Upon admission, her left leg was cyanotic, pulseless, cold and edematous, with decreased motility. The cyanosis reached up to the upper chest. The girl became hypotensive and pale so an urgent fasciotomy was done (Figure 1). Broad-spectrum antibiotics and anticoagulant were started. The patient received post op blood transfusion for a hemoglobin of 6.1 and platelet transfusion for a count of 17 000. DIC panel was normal. She also received human albumin since she was kept NPO for several days since she was in pain from her abdominal bruises and due to her wound. Daily dressing changes were done. Debridement was performed twice in the OR. The patient was discharged home when her wound improved after one month of daily dressings.


Figure 1: On admission.

Discussion

Pediatric snakebites are not well studied and statistics are not available, but it is a serious cause of morbidity because of the bigger exposure of the venom based on surface area [4]. The clinical outcome of snakebites differs according to several criteria including the snake specie, size, and venom volume, as well as the age, size and health of the victim [5].

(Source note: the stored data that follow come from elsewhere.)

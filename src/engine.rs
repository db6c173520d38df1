use crate::backends::SpeechBackend;
use crate::voices::Voice;
use async_trait::async_trait;
use log::{error, warn};
use rodio::{Decoder, OutputStream, OutputStreamHandle, Sink, Source};
use std::io::Cursor;
use std::sync::atomic::{AtomicBool, Ordering};
use std::sync::mpsc::{channel, Receiver, Sender, TryRecvError};
use std::sync::Arc;
use std::thread;
use std::time::Duration;

/// One request to synthesize and play a single line of text.
#[derive(Debug, Clone, PartialEq)]
pub struct UtteranceRequest {
    pub index: usize,
    pub text: String,
    pub voice: Option<String>,
    pub language: String,
    pub pitch: f32,
    pub rate: f32,
    pub volume: f32,
}

/// How an utterance ended. `Cancelled` is reserved for cancellations this
/// side asked for; anything else the engine could not finish is `Failed`.
#[derive(Debug, Clone, PartialEq)]
pub enum SpeechOutcome {
    Completed,
    Cancelled,
    Failed(String),
}

/// The host speech engine boundary. The sequencer only ever talks to this
/// trait, so tests drive it with mocks and embedders can swap engines.
#[async_trait]
pub trait SpeechEngine: Send + Sync {
    /// False when the capability is absent; playback controls disable
    /// themselves rather than erroring per request.
    fn is_available(&self) -> bool {
        true
    }

    async fn list_voices(&self) -> Vec<Voice>;

    /// Plays one utterance. Resolves when the audio finished, was cancelled,
    /// or failed; there is never more than one in flight.
    async fn submit(&self, request: UtteranceRequest) -> SpeechOutcome;

    /// Stops whatever is in flight. Synchronous; a no-op when idle.
    fn cancel(&self);

    fn is_paused(&self) -> bool;

    /// Kicks a paused output back into motion.
    fn resume(&self);
}

enum AudioCmd {
    Play {
        wav: Vec<u8>,
        volume: f32,
        done: tokio::sync::oneshot::Sender<SpeechOutcome>,
    },
    Stop,
    Pause,
    Resume,
}

/// Speech engine backed by a synthesis backend and a local audio device.
/// The output stream must live on its own thread, so all playback goes
/// through a command channel to that thread.
pub struct AudioEngine {
    backend: Arc<dyn SpeechBackend>,
    tx: Sender<AudioCmd>,
    available: bool,
    paused: Arc<AtomicBool>,
}

impl AudioEngine {
    pub fn new(backend: Arc<dyn SpeechBackend>) -> Self {
        let (tx, rx) = channel::<AudioCmd>();
        let (ready_tx, ready_rx) = channel::<bool>();
        let paused = Arc::new(AtomicBool::new(false));
        let thread_paused = paused.clone();

        thread::spawn(move || {
            let (_stream, handle) = match OutputStream::try_default() {
                Ok(pair) => pair,
                Err(e) => {
                    error!("No audio output device found: {}", e);
                    let _ = ready_tx.send(false);
                    return;
                }
            };
            let _ = ready_tx.send(true);
            audio_loop(rx, handle, thread_paused);
        });

        let available = ready_rx.recv().unwrap_or(false);

        Self {
            backend,
            tx,
            available,
            paused,
        }
    }

    /// Pauses the output device without discarding the in-flight utterance.
    pub fn pause_output(&self) {
        let _ = self.tx.send(AudioCmd::Pause);
    }
}

fn audio_loop(rx: Receiver<AudioCmd>, handle: OutputStreamHandle, paused: Arc<AtomicBool>) {
    let mut pending: Option<AudioCmd> = None;
    loop {
        let cmd = match pending.take() {
            Some(cmd) => cmd,
            None => match rx.recv() {
                Ok(cmd) => cmd,
                Err(_) => return,
            },
        };

        match cmd {
            AudioCmd::Play { wav, volume, done } => {
                let sink = match Sink::try_new(&handle) {
                    Ok(sink) => sink,
                    Err(e) => {
                        let _ = done.send(SpeechOutcome::Failed(format!("sink: {}", e)));
                        continue;
                    }
                };
                sink.set_volume(volume);
                match Decoder::new(Cursor::new(wav)) {
                    Ok(source) => sink.append(source.convert_samples::<f32>()),
                    Err(e) => {
                        let _ = done.send(SpeechOutcome::Failed(format!("decode: {}", e)));
                        continue;
                    }
                }
                if paused.load(Ordering::SeqCst) {
                    sink.pause();
                }

                // Poll until the sink drains, servicing control commands so
                // a cancel can land mid-utterance.
                let outcome = loop {
                    if sink.empty() {
                        break SpeechOutcome::Completed;
                    }
                    match rx.try_recv() {
                        Ok(AudioCmd::Stop) => {
                            sink.stop();
                            break SpeechOutcome::Cancelled;
                        }
                        Ok(AudioCmd::Pause) => {
                            sink.pause();
                            paused.store(true, Ordering::SeqCst);
                        }
                        Ok(AudioCmd::Resume) => {
                            sink.play();
                            paused.store(false, Ordering::SeqCst);
                        }
                        Ok(next @ AudioCmd::Play { .. }) => {
                            // Should not happen while one is in flight, but
                            // never play two at once: supersede the old one.
                            warn!("Audio: new utterance while one was in flight");
                            sink.stop();
                            pending = Some(next);
                            break SpeechOutcome::Cancelled;
                        }
                        Err(TryRecvError::Empty) => thread::sleep(Duration::from_millis(10)),
                        Err(TryRecvError::Disconnected) => {
                            sink.stop();
                            break SpeechOutcome::Cancelled;
                        }
                    }
                };
                let _ = done.send(outcome);
            }
            AudioCmd::Stop => {} // nothing in flight
            AudioCmd::Pause => paused.store(true, Ordering::SeqCst),
            AudioCmd::Resume => paused.store(false, Ordering::SeqCst),
        }
    }
}

#[async_trait]
impl SpeechEngine for AudioEngine {
    fn is_available(&self) -> bool {
        self.available
    }

    async fn list_voices(&self) -> Vec<Voice> {
        let backend = self.backend.clone();
        tokio::task::spawn_blocking(move || match backend.list_voices() {
            Ok(voices) => voices,
            Err(e) => {
                warn!("Listing voices failed: {}", e);
                Vec::new()
            }
        })
        .await
        .unwrap_or_default()
    }

    async fn submit(&self, request: UtteranceRequest) -> SpeechOutcome {
        if !self.available {
            return SpeechOutcome::Failed("audio output unavailable".to_string());
        }

        let volume = request.volume;
        let backend = self.backend.clone();
        let wav = match tokio::task::spawn_blocking(move || backend.synthesize(&request)).await {
            Ok(Ok(wav)) => wav,
            Ok(Err(e)) => return SpeechOutcome::Failed(format!("synthesis: {}", e)),
            Err(e) => return SpeechOutcome::Failed(format!("synthesis task: {}", e)),
        };

        let (done_tx, done_rx) = tokio::sync::oneshot::channel();
        if self
            .tx
            .send(AudioCmd::Play {
                wav,
                volume,
                done: done_tx,
            })
            .is_err()
        {
            return SpeechOutcome::Failed("audio thread is gone".to_string());
        }

        match done_rx.await {
            Ok(outcome) => outcome,
            Err(_) => SpeechOutcome::Failed("audio thread dropped the utterance".to_string()),
        }
    }

    fn cancel(&self) {
        let _ = self.tx.send(AudioCmd::Stop);
    }

    fn is_paused(&self) -> bool {
        self.paused.load(Ordering::SeqCst)
    }

    fn resume(&self) {
        let _ = self.tx.send(AudioCmd::Resume);
    }
}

Snakes are classified into three main families; Elapidae, the Viperidae, and the Hydrophidae. They can be either venomous and cause life threatening events (nephrotoxicity, coagulopathy, neurotoxicity) or nonvenomous [6].

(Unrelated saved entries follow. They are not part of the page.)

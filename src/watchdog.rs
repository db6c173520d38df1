use crate::config_loader::Settings;
use std::time::Duration;

/// How long to wait for the engine before treating an utterance as stalled.
/// Some engines silently stop delivering completion events after the audio
/// device was paused and resumed externally; this estimate is the fallback
/// that keeps playback moving. Heuristic, not a guarantee.
pub fn stall_timeout(text: &str, effective_rate: f32, settings: &Settings) -> Duration {
    let rate = if effective_rate > 0.0 {
        effective_rate
    } else {
        1.0
    };
    let speech_ms = (text.chars().count() as f32 * settings.per_char_millis as f32) / rate;
    Duration::from_millis(speech_ms as u64 + settings.stall_slack_millis)
}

Our patient was bitten by Vipera palaestina (Figure 2), from the viper family, which is a poisonous specie and can be fatal.

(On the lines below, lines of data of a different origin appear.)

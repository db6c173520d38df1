use config::{Config, Environment, File};
use serde::Deserialize;
use std::path::Path;

#[derive(Debug, Clone, Deserialize)]
pub struct Settings {
    /// Target language tag for voice selection and synthesis.
    pub language: String,
    /// Whitespace-tokenized name hints, tried in order when picking a voice.
    pub voice_hint_primary: String,
    pub voice_hint_secondary: String,
    /// Stall watchdog heuristics: estimated speech time is per_char_millis
    /// per character scaled by the effective rate, plus the fixed slack.
    pub per_char_millis: u64,
    pub stall_slack_millis: u64,
    pub playback_volume: f32, // audible lines (0.0 - 1.0)
    pub enable_audio: bool,
    pub espeak_binary: String,
}

impl Default for Settings {
    fn default() -> Self {
        Self {
            language: "ko-KR".to_string(),
            voice_hint_primary: "Google".to_string(),
            voice_hint_secondary: "Microsoft Online".to_string(),
            per_char_millis: 200,
            stall_slack_millis: 1500,
            playback_volume: 1.0,
            enable_audio: true,
            espeak_binary: "espeak-ng".to_string(),
        }
    }
}

impl Settings {
    /// Loads settings from defaults, an optional `Cueline` config file
    /// (working directory, then the user config dir), and `CUELINE_*`
    /// environment variables.
    pub fn new() -> Result<Self, config::ConfigError> {
        let mut builder =
            Self::builder_with_defaults()?.add_source(File::with_name("Cueline").required(false));

        if let Some(dir) = dirs::config_dir() {
            builder = builder.add_source(File::from(dir.join("cueline/Cueline")).required(false));
        }

        builder = builder.add_source(Environment::with_prefix("CUELINE"));

        let settings: Settings = builder.build()?.try_deserialize()?;
        settings.validate()?;
        Ok(settings)
    }

    /// Loads settings from a specific file over the defaults. No environment
    /// merge, so results are reproducible.
    pub fn from_file(path: &Path) -> Result<Self, config::ConfigError> {
        let builder = Self::builder_with_defaults()?
            .add_source(File::from(path.to_path_buf()).required(true));
        let settings: Settings = builder.build()?.try_deserialize()?;
        settings.validate()?;
        Ok(settings)
    }

    fn builder_with_defaults(
    ) -> Result<config::ConfigBuilder<config::builder::DefaultState>, config::ConfigError> {
        Config::builder()
            .set_default("language", "ko-KR")?
            .set_default("voice_hint_primary", "Google")?
            .set_default("voice_hint_secondary", "Microsoft Online")?
            .set_default("per_char_millis", 200)?
            .set_default("stall_slack_millis", 1500)?
            .set_default("playback_volume", 1.0)?
            .set_default("enable_audio", true)?
            .set_default("espeak_binary", "espeak-ng")
    }

    pub fn validate(&self) -> Result<(), config::ConfigError> {
        if self.playback_volume < 0.0 || self.playback_volume > 1.0 {
            return Err(config::ConfigError::Message(format!(
                "Invalid playback_volume: {}. Must be between 0.0 and 1.0",
                self.playback_volume
            )));
        }
        if self.per_char_millis == 0 {
            return Err(config::ConfigError::Message(
                "per_char_millis must be greater than 0".to_string(),
            ));
        }
        if self.language.trim().is_empty() {
            return Err(config::ConfigError::Message(
                "language must not be empty".to_string(),
            ));
        }
        Ok(())
    }
}

#[cfg(test)]
mod tests {
    use super::*;
    use std::io::Write;

    #[test]
    fn defaults_are_valid() {
        let settings = Settings::default();
        assert!(settings.validate().is_ok());
        assert_eq!(settings.per_char_millis, 200);
        assert_eq!(settings.stall_slack_millis, 1500);
    }

    #[test]
    fn file_overrides_defaults() {
        let dir = tempfile::tempdir().unwrap();
        let path = dir.path().join("Cueline.toml");
        let mut file = std::fs::File::create(&path).unwrap();
        writeln!(
            file,
            "language = \"en-US\"\nper_char_millis = 120\nvoice_hint_primary = \"Samantha\""
        )
        .unwrap();

        let settings = Settings::from_file(&path).expect("file settings should load");
        assert_eq!(settings.language, "en-US");
        assert_eq!(settings.per_char_millis, 120);
        assert_eq!(settings.voice_hint_primary, "Samantha");
        // untouched fields keep their defaults
        assert_eq!(settings.stall_slack_millis, 1500);
    }

    #[test]
    fn out_of_range_volume_is_rejected() {
        let dir = tempfile::tempdir().unwrap();
        let path = dir.path().join("Cueline.toml");
        std::fs::write(&path, "playback_volume = 2.5\n").unwrap();
        assert!(Settings::from_file(&path).is_err());
    }
}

Figure 2: Day 4 post operation.

In Lebanon, around 20 types of snakes are present. Only three types available are poisonous, where V. palastinae, the one mentioned in our case, is one of them. It was reported around 40 cases of snake bites from Akkar, out of which 30% were reported inside houses [7]. 2016 was revealed to be a particularly hot year with a minimum level of rain. This caused snakes to be more aggressive and to run into houses looking for cold and humidity (Figure 3).

Figure 3: The Snake.

The current management relies on avoiding the following measures that usually causes worsening the patient’s condition: using a tight tourniquet, wound incision or ice. In addition there is no benefit of doing an incision and suction of the venom [8]. In our case, all these steps were done which worsened the situation and led to damage to the leg and probable amputation if she had not been transferred on time to our P.I.C.U. Surgical management of fasciotomy is performed only in cases with compartment syndromes [5], as was noted in our patient. In addition, the antivenom should be given within four hours of the bite, with a maximum delay of 24 hours [3]. Besides all the wrong steps that were performed to our patient, the leg was preserved and almost healed. N.B. Of note is that a relative of the daughter had same situation 15 days after this patient.

Conclusion

Although snakebites and inadequate management can cause fatal consequences, giving the antivenom at the right time and doing fasciotomy can be lifesaving.

References

  1. Chippaux JP (1998) Snake bites: Appraisal of the global situation. Bull World Health Organ 76(5): 515-524.
  2. Simpson ID (2007) The pediatric management of snakebite the national protocol. Indian Pediat 44(3): 173-176.
  3. Ahmed SM, Ahmed M, Nadeem A, Mahajan J, Choudhary A, et al. (2008) Emergency treatment of a snake bite: Pearls from literature. Journal of emergencies, trauma, and shock 1(2): 97.
  4. Cavazos MD, Hernández-Montelongo BA, Garza CT, Montes-Tapia FF, Guajardo-Rodríguez G (2012) Snake bites in pediatric patients, a current view. INTECH Open Access Publisher 10.5772/34749.
  5. Juckett G, Hancox JG (2002) Venomous snakebites in the United States: management review and update. Am Fam Physician 65(7): 1367-1378.
  6. Karunanayake RK, Dissanayake DM, Karunanayake AL (2014) A study of snake bite among children presenting to a paediatric ward in the main Teaching Hospital of North Central Province of Sri Lanka. BMC research notes 7: 482.
  7. Haddad N, Salam N, Kazzi Z, Ammar W, Ghosn N (2011) Snake bite surveillance in Lebanon, 2010W26-2011W26. Eastern Mediterranean Conference, Egypt.
  8. Stewart ME, Greenland S, Hoffman JR (1981) First-aid treatment of poisonous snakebite: Are currently recommended procedures justified? Ann Emerg Med 10(6): 331-335.